//! Wraps a document's markup in its single `article` element.

use crate::markup::{Element, MarkupNode};

/// Wrap top-level nodes in one `article`.
///
/// Whitespace-only text between blocks is dropped. Every top-level `h1` is
/// pointed at `edit_url` and marked so the renderer does not slug it.
pub fn wrap_in_article(nodes: Vec<MarkupNode>, edit_url: &str) -> Element {
    let children = nodes
        .into_iter()
        .filter(|node| !matches!(node, MarkupNode::Text(value) if value.trim().is_empty()))
        .map(|node| match node {
            MarkupNode::Element(mut element) if element.tag == "h1" => {
                element.data.edit_url = Some(edit_url.to_string());
                element.data.no_slug = true;
                MarkupNode::Element(element)
            }
            other => other,
        })
        .collect();
    Element::new("article", children)
}

#[cfg(test)]
mod tests {
    use super::*;

    const EDIT: &str = "https://github.com/logux/docs/edit/main/guide/start.md";

    #[test]
    fn wraps_everything_in_one_article() {
        let nodes = vec![
            MarkupNode::Element(Element::new("p", vec![MarkupNode::text("a")])),
            MarkupNode::Element(Element::new("p", vec![MarkupNode::text("b")])),
        ];
        let article = wrap_in_article(nodes, EDIT);
        assert_eq!(article.tag, "article");
        assert_eq!(article.children.len(), 2);
    }

    #[test]
    fn drops_blank_text_between_blocks() {
        let nodes = vec![
            MarkupNode::text("\n"),
            MarkupNode::Element(Element::new("p", Vec::new())),
            MarkupNode::text("\n  "),
        ];
        let article = wrap_in_article(nodes, EDIT);
        assert_eq!(article.children.len(), 1);
    }

    #[test]
    fn keeps_meaningful_text() {
        let article = wrap_in_article(vec![MarkupNode::text("loose")], EDIT);
        assert_eq!(article.children, vec![MarkupNode::text("loose")]);
    }

    #[test]
    fn h1_gets_edit_url_and_no_slug() {
        let nodes = vec![
            MarkupNode::Element(Element::new("h1", vec![MarkupNode::text("Start")])),
            MarkupNode::Element(Element::new("h2", vec![MarkupNode::text("Install")])),
        ];
        let article = wrap_in_article(nodes, EDIT);

        let h1 = article.children[0].as_element().unwrap();
        assert_eq!(h1.data.edit_url.as_deref(), Some(EDIT));
        assert!(h1.data.no_slug);

        let h2 = article.children[1].as_element().unwrap();
        assert_eq!(h2.data.edit_url, None);
        assert!(!h2.data.no_slug);
    }

    #[test]
    fn empty_document_is_empty_article() {
        let article = wrap_in_article(Vec::new(), EDIT);
        assert!(article.children.is_empty());
    }
}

______________________________

TRY IT:
Print, without alteration, only the lines above between the one holding "MarkupNode::Element(mut element) if" and the one holding "use super::*;", inclusive.

RESULT:
            MarkupNode::Element(mut element) if element.tag == "h1" => {
                element.data.edit_url = Some(edit_url.to_string());
                element.data.no_slug = true;
                MarkupNode::Element(element)
            }
            other => other,
        })
        .collect();
    Element::new("article", children)
}

#[cfg(test)]
mod tests {
    use super::*;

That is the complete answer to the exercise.